PowerPoint Makes You Dumb

by Volker Weber

Clive Thompson in The New York Times:

In August, the Columbia Accident Investigation Board at NASA released Volume 1 of its report on why the space shuttle crashed. As expected, the ship's foam insulation was the main cause of the disaster. But the board also fingered another unusual culprit: PowerPoint, Microsoft's well-known ''slideware'' program.

PowerPoint is the world's most popular tool for presenting information. There are 400 million copies in circulation, and almost no corporate decision takes place without it. But what if PowerPoint is actually making us stupider?

This year, Edward Tufte -- the famous theorist of information presentation -- made precisely that argument in a blistering screed called The Cognitive Style of PowerPoint. In his slim 28-page pamphlet, Tufte claimed that Microsoft's ubiquitous software forces people to mutilate data beyond comprehension.

[via /.]

Comments

Ooops... no image? What about a post preview at least :)

Here is the link to the poster:

The Cognitive Style of PowerPoint

Urh... gratuitous MS bashing. Isn't the real issue that too few folks know how to communicate effectively ... regardless of the technology assist used. I suppose in our brave new world that if Freelance or Harvard Graphics (formerly the #1 packages at one time or another) or for that matter Persuasion, PageMaker or Quark ... the shuttle would never have disintegrated ;-)

Giving a power tool to a novice doesn't make the novice an expert. Don't even get me going about typography...

phil, 2003-12-14

This has nothing to do with some obscure company located in Redmond, WA.

This is about "The Cognitive Style of Slideware".

And it just so happen that the main pourvoyeur of ''slideware'' is that small company in Redmond, WA.

That company is therefore guilty by association. CQFD. ;)

Indeed; but bashig M$ is so much... FUN! Especially after the bruising their products give me day after day at work. :-)

Ben Poole, 2003-12-14

No issue with the MS bashing ... here's my recent peeve ... I was running PPT (v10) when I installed another software package. Now PPT won't run because it's determined that a user profile change has occured and that I need to provide the CD. Of course ... I don't have the CD handy and I'm gonna be three days late on a presentation as a result.

FYI to all ... I was the lead architect for Freelance/Windows for 2 major releases (oh so long ago it now seems). I really wish that IBM would dust off the bits and throw them into open source, make them available for free, something... There is virtually nothing I couldn't do with an 10+ year old Freelance that most people do with PPT today.

phil, 2003-12-14

Some time ago I tried to use freelance and powerpoint by scripting in LotusScript.

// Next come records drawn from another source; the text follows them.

//! Tree-structured fit/transform pipelines.
//!
//! A [`Pipeline`] is an ordered list of [`Node`]s, each either a [`Pipe`]
//! (one operator bound to DataSet keys) or a nested pipeline. Fitting
//! always chains fit then transform through the nodes in declaration
//! order; transforming threads the `is_inference` flag to every node.

use std::collections::HashSet;

use serde::{Deserialize, Serialize};
use tracing::{Level, debug, instrument};

use crate::data::DataSet;
use crate::error::{PypeError, Result};
use crate::registry::OperatorRegistry;

pub mod operator;
pub mod params;
pub mod pipe;

pub use operator::Operator;
pub use params::{ParameterTree, SEPARATOR};
pub use pipe::{Pipe, PipeArtifact};

/// Name given to the outermost pipeline.
pub const ROOT_NAME: &str = "pipeline";

#[derive(Debug)]
pub enum Node {
    Pipe(Pipe),
    Pipeline(Pipeline),
}

impl Node {
    pub fn name(&self) -> &str {
        match self {
            Self::Pipe(pipe) => pipe.name(),
            Self::Pipeline(pipeline) => pipeline.name(),
        }
    }

    fn fit_transform(&mut self, dataset: &DataSet) -> Result<DataSet> {
        match self {
            Self::Pipe(pipe) => {
                pipe.fit(dataset)?;
                pipe.transform(dataset, false)
            }
            Self::Pipeline(pipeline) => pipeline.fit_transform(dataset),
        }
    }

    fn transform(&self, dataset: &DataSet, is_inference: bool) -> Result<DataSet> {
        match self {
            Self::Pipe(pipe) => pipe.transform(dataset, is_inference),
            Self::Pipeline(pipeline) => pipeline.transform(dataset, is_inference),
        }
    }

    fn reinitialise(&mut self, params: Option<&ParameterTree>) -> Result<()> {
        match self {
            Self::Pipe(pipe) => {
                pipe.reinitialise(&params.map(ParameterTree::arguments).unwrap_or_default())
            }
            Self::Pipeline(pipeline) => {
                let empty = ParameterTree::new();
                pipeline.reinitialise(params.unwrap_or(&empty))
            }
        }
    }

    fn to_artifact(&self) -> Result<NodeArtifact> {
        Ok(match self {
            Self::Pipe(pipe) => NodeArtifact::Pipe(pipe.to_artifact()?),
            Self::Pipeline(pipeline) => NodeArtifact::Pipeline(pipeline.to_artifact()?),
        })
    }
}

impl From<Pipe> for Node {
    fn from(pipe: Pipe) -> Self {
        Self::Pipe(pipe)
    }
}

impl From<Pipeline> for Node {
    fn from(pipeline: Pipeline) -> Self {
        Self::Pipeline(pipeline)
    }
}

/// Depth-first walk over a pipeline tree in declaration order.
///
/// `path` holds the node names from below the root down to the current
/// node, so the root pipeline is entered with an empty path.
pub trait PipelineVisitor {
    fn enter_pipeline(&mut self, _path: &[String], _pipeline: &Pipeline) {}

    fn visit_pipe(&mut self, path: &[String], pipe: &Pipe);

    fn leave_pipeline(&mut self, _path: &[String], _pipeline: &Pipeline) {}
}

#[derive(Debug)]
pub struct Pipeline {
    name: String,
    nodes: Vec<Node>,
}

impl Default for Pipeline {
    fn default() -> Self {
        Self {
            name: ROOT_NAME.to_string(),
            nodes: Vec::new(),
        }
    }
}

impl Pipeline {
    pub fn new(nodes: Vec<Node>) -> Result<Self> {
        Self::named(ROOT_NAME, nodes)
    }

    pub fn named(name: impl Into<String>, nodes: Vec<Node>) -> Result<Self> {
        let name = name.into();
        if name.trim().is_empty() {
            return Err(PypeError::config("pipeline name cannot be empty"));
        }
        if name.contains(params::SEPARATOR) {
            return Err(PypeError::config(format!(
                "pipeline name `{name}` cannot contain `{}`",
                params::SEPARATOR
            )));
        }
        let mut seen = HashSet::new();
        for node in &nodes {
            if !seen.insert(node.name()) {
                return Err(PypeError::config(format!(
                    "duplicate node name `{}` in pipeline `{name}`",
                    node.name()
                )));
            }
        }
        Ok(Self { name, nodes })
    }

    pub fn push(&mut self, node: impl Into<Node>) -> Result<()> {
        let node = node.into();
        if self.nodes.iter().any(|existing| existing.name() == node.name()) {
            return Err(PypeError::config(format!(
                "duplicate node name `{}` in pipeline `{}`",
                node.name(),
                self.name
            )));
        }
        self.nodes.push(node);
        Ok(())
    }

    pub fn name(&self) -> &str {
        &self.name
    }

    pub fn nodes(&self) -> &[Node] {
        &self.nodes
    }

    pub fn len(&self) -> usize {
        self.nodes.len()
    }

    pub fn is_empty(&self) -> bool {
        self.nodes.is_empty()
    }

    #[instrument(skip_all, fields(pipeline = %self.name))]
    pub fn fit(&mut self, dataset: &DataSet) -> Result<()> {
        self.fit_transform(dataset).map(|_| ())
    }

    /// Fits every node, feeding each the transformed output of the last.
    pub fn fit_transform(&mut self, dataset: &DataSet) -> Result<DataSet> {
        let mut current = dataset.clone();
        for node in &mut self.nodes {
            current = node.fit_transform(&current)?;
        }
        debug!(pipeline = self.name.as_str(), nodes = self.nodes.len(), "Pipeline fitted");
        Ok(current)
    }

    pub fn transform(&self, dataset: &DataSet, is_inference: bool) -> Result<DataSet> {
        let span = tracing::span!(
            Level::DEBUG,
            "pipeline.transform",
            pipeline = self.name.as_str(),
            is_inference
        );
        let _guard = span.enter();
        let mut current = dataset.clone();
        for node in &self.nodes {
            current = node.transform(&current, is_inference)?;
        }
        Ok(current)
    }

    /// Rebuilds every pipe with the parameters addressed to it. Paths that
    /// match no node are ignored; see [`Pipeline::unmatched_parameters`].
    pub fn reinitialise(&mut self, params: &ParameterTree) -> Result<()> {
        for node in &mut self.nodes {
            let child = params.child(node.name());
            node.reinitialise(child)?;
        }
        Ok(())
    }

    /// Flat paths in `params` that do not address any pipe of this tree.
    pub fn unmatched_parameters(&self, params: &ParameterTree) -> Vec<String> {
        let mut unmatched = Vec::new();
        self.collect_unmatched(params, &mut Vec::new(), &mut unmatched);
        unmatched
    }

    fn collect_unmatched(
        &self,
        params: &ParameterTree,
        prefix: &mut Vec<String>,
        out: &mut Vec<String>,
    ) {
        for arg in params.values().keys() {
            out.push(join_path(prefix, arg));
        }
        for (name, child) in params.children() {
            match self.nodes.iter().find(|node| node.name() == name) {
                Some(Node::Pipe(_)) => {}
                Some(Node::Pipeline(pipeline)) => {
                    prefix.push(name.to_string());
                    pipeline.collect_unmatched(child, prefix, out);
                    prefix.pop();
                }
                None => out.push(join_path(prefix, name)),
            }
        }
    }

    pub fn walk<V: PipelineVisitor + ?Sized>(&self, visitor: &mut V) {
        self.walk_at(&mut Vec::new(), visitor);
    }

    fn walk_at<V: PipelineVisitor + ?Sized>(&self, path: &mut Vec<String>, visitor: &mut V) {
        visitor.enter_pipeline(path, self);
        for node in &self.nodes {
            path.push(node.name().to_string());
            match node {
                Node::Pipe(pipe) => visitor.visit_pipe(path, pipe),
                Node::Pipeline(pipeline) => pipeline.walk_at(path, visitor),
            }
            path.pop();
        }
        visitor.leave_pipeline(path, self);
    }

    /// Resolves a node by its name path below this pipeline.
    pub fn find(&self, path: &[&str]) -> Option<&Node> {
        let (first, rest) = path.split_first()?;
        let node = self.nodes.iter().find(|node| node.name() == *first)?;
        match (node, rest.is_empty()) {
            (_, true) => Some(node),
            (Node::Pipeline(pipeline), false) => pipeline.find(rest),
            (Node::Pipe(_), false) => None,
        }
    }

    pub fn find_pipe(&self, path: &[&str]) -> Option<&Pipe> {
        match self.find(path)? {
            Node::Pipe(pipe) => Some(pipe),
            Node::Pipeline(_) => None,
        }
    }

    /// Flat path of every pipe, in traversal order.
    pub fn pipe_paths(&self) -> Vec<String> {
        struct Paths(Vec<String>);
        impl PipelineVisitor for Paths {
            fn visit_pipe(&mut self, path: &[String], _pipe: &Pipe) {
                self.0.push(path.join(SEPARATOR));
            }
        }
        let mut paths = Paths(Vec::new());
        self.walk(&mut paths);
        paths.0
    }

    pub fn is_fitted(&self) -> bool {
        struct Fitted(bool);
        impl PipelineVisitor for Fitted {
            fn visit_pipe(&mut self, _path: &[String], pipe: &Pipe) {
                self.0 &= pipe.is_fitted();
            }
        }
        let mut fitted = Fitted(true);
        self.walk(&mut fitted);
        fitted.0
    }

    pub fn to_artifact(&self) -> Result<PipelineArtifact> {
        Ok(PipelineArtifact {
            name: self.name.clone(),
            nodes: self
                .nodes
                .iter()
                .map(Node::to_artifact)
                .collect::<Result<_>>()?,
        })
    }

    pub fn from_artifact(artifact: PipelineArtifact, registry: &OperatorRegistry) -> Result<Self> {
        let nodes = artifact
            .nodes
            .into_iter()
            .map(|node| match node {
                NodeArtifact::Pipe(pipe) => Pipe::from_artifact(pipe, registry).map(Node::Pipe),
                NodeArtifact::Pipeline(pipeline) => {
                    Self::from_artifact(pipeline, registry).map(Node::Pipeline)
                }
            })
            .collect::<Result<Vec<_>>>()?;
        Self::named(artifact.name, nodes)
    }
}

fn join_path(prefix: &[String], last: &str) -> String {
    let mut parts: Vec<&str> = prefix.iter().map(String::as_str).collect();
    parts.push(last);
    parts.join(SEPARATOR)
}

/// Serialisable form of a fitted pipeline tree.
#[derive(Debug, Clone, PartialEq, Serialize, Deserialize)]
pub struct PipelineArtifact {
    pub name: String,
    pub nodes: Vec<NodeArtifact>,
}

#[derive(Debug, Clone, PartialEq, Serialize, Deserialize)]
#[serde(tag = "node", rename_all = "snake_case")]
pub enum NodeArtifact {
    Pipe(PipeArtifact),
    Pipeline(PipelineArtifact),
}

#[cfg(test)]
mod tests {
    use super::*;
    use crate::data::{Column, Data};
    use crate::registry::{Parameters, Registry};
    use serde_json::json;

    fn scaler(registry: &OperatorRegistry, name: &str, input: &str, output: &str) -> Pipe {
        Pipe::from_registry(
            registry,
            name,
            "standard_scaler",
            Parameters::new(),
            vec![input.to_string()],
            vec![output.to_string()],
        )
        .unwrap()
    }

    fn dataset() -> DataSet {
        let mut dataset = DataSet::new();
        dataset.insert("x", Column::Float(vec![1.0, 2.0, 3.0]));
        dataset
    }

    #[test]
    fn duplicate_names_fail_at_construction() {
        let registry = Registry::with_defaults();
        let err = Pipeline::new(vec![
            scaler(&registry.operators, "scale", "x", "x").into(),
            scaler(&registry.operators, "scale", "x", "y").into(),
        ])
        .unwrap_err();
        assert!(matches!(err, PypeError::Configuration(_)));
    }

    #[test]
    fn pipeline_names_cannot_contain_the_path_separator() {
        let registry = Registry::with_defaults();
        let err = Pipeline::named(
            "pre__proc",
            vec![scaler(&registry.operators, "scale", "x", "x").into()],
        )
        .unwrap_err();
        assert!(matches!(err, PypeError::Configuration(ref msg) if msg.contains("pre__proc")));
        assert!(Pipeline::named("pre_proc", Vec::new()).is_ok());
    }

    #[test]
    fn transform_before_fit_is_rejected() {
        let registry = Registry::with_defaults();
        let pipeline =
            Pipeline::new(vec![scaler(&registry.operators, "scale", "x", "x").into()]).unwrap();
        let err = pipeline.transform(&dataset(), false).unwrap_err();
        assert!(matches!(err, PypeError::UnfittedOperator(name) if name == "scale"));
    }

    #[test]
    fn nested_pipelines_are_walked_depth_first() {
        let registry = Registry::with_defaults();
        let inner = Pipeline::named(
            "inner",
            vec![scaler(&registry.operators, "b", "x", "x").into()],
        )
        .unwrap();
        let pipeline = Pipeline::new(vec![
            scaler(&registry.operators, "a", "x", "x").into(),
            inner.into(),
            scaler(&registry.operators, "c", "x", "x").into(),
        ])
        .unwrap();
        assert_eq!(pipeline.pipe_paths(), vec!["a", "inner__b", "c"]);
        assert!(pipeline.find_pipe(&["inner", "b"]).is_some());
        assert!(pipeline.find_pipe(&["inner"]).is_none());
    }

    #[test]
    fn unmatched_parameters_are_reported() {
        let registry = Registry::with_defaults();
        let pipeline =
            Pipeline::new(vec![scaler(&registry.operators, "scale", "x", "x").into()]).unwrap();
        let params = ParameterTree::from_flat([
            ("scale__with_mean", json!(false)),
            ("missing__arg", json!(1)),
        ])
        .unwrap();
        assert_eq!(pipeline.unmatched_parameters(&params), vec!["missing"]);
    }

    #[test]
    fn map_valued_arguments_reach_the_pipe() {
        let registry = Registry::with_defaults();
        let mut pipeline =
            Pipeline::new(vec![scaler(&registry.operators, "scale", "x", "x").into()]).unwrap();
        let params: ParameterTree =
            serde_yaml::from_str("scale:\n  with_mean: false\n  range: {low: 0}\n").unwrap();
        assert!(pipeline.unmatched_parameters(&params).is_empty());
        let err = pipeline.reinitialise(&params).unwrap_err();
        assert!(err.to_string().contains("range"), "{err}");
    }

    #[test]
    fn artifact_restores_fitted_state() {
        let registry = Registry::with_defaults();
        let mut pipeline =
            Pipeline::new(vec![scaler(&registry.operators, "scale", "x", "z").into()]).unwrap();
        let fitted = pipeline.fit_transform(&dataset()).unwrap();

        let artifact = pipeline.to_artifact().unwrap();
        let encoded = serde_json::to_value(&artifact).unwrap();
        let decoded: PipelineArtifact = serde_json::from_value(encoded).unwrap();
        let restored = Pipeline::from_artifact(decoded, &registry.operators).unwrap();

        assert!(restored.is_fitted());
        let again = restored.transform(&dataset(), true).unwrap();
        assert_eq!(again.get("z"), fitted.get("z"));
        assert!(matches!(again.get("z"), Some(Data::Array(_))));
    }
}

It was kind of a presentation builder.
The usage of powerpoint succeeded easily where the use of freelance was doomed due to stability and documentation issues.

So I would not beg IBM to make Freelance open source.


The world is a slide....

Markus Nolte, 2003-12-15

Personal bias here ... I'll betcha that < 5%, perhaps < 1% of folks who build presentations do scripting. If you are that sophisticated and want to script things in a presentation -- then I'd *strongly* recommend shifting over to Flash.

phil, 2003-12-15

Can't open source Freelance -- or any other part of SmartSuite -- too much licensed code in there...we've considered it.

Ed Brill, 2003-12-16

Die Power-Pointe (German Language)
Sueddeutsche Magazin Nr. 13 vom 26.03.2004
http://sz-magazin.sueddeutsche.de/front_content.php?lang=2&idcatside=520

Uwe Brahm, 2004-04-01

for many years I have avoided slideware, (ppt) not because of any aversion to microsofty, which is inevitable for a Mac user who started on CPM & remembers some nerd from Redmond giving me a copy of MS OS 1.0 to try on my Osborne portable (1979)... but now I have begun to use it to catch up with my students who are addicted to it. I am teaching in the UAE national university with 85% female students. They have terrible English langauge skills & have been educated to memorize & regurgitate streams of supposed facts. Now that they have laptops & graphics they happily express themselves very creatively. So what if most of the information they design into their presentations are downloaded images & text, which would be viewed as plagarism in most Euro-American universities. To me it is watching latent creativity and supressed expression unfold in form that is more imortant than content. But the real magic is not powerpoint, but photoshop and graphic programs they use to create the slides, as original designs. They run circles around me, but I am climbing the learning curve to create slides, the delivery program (ppt) is thus irrelevant.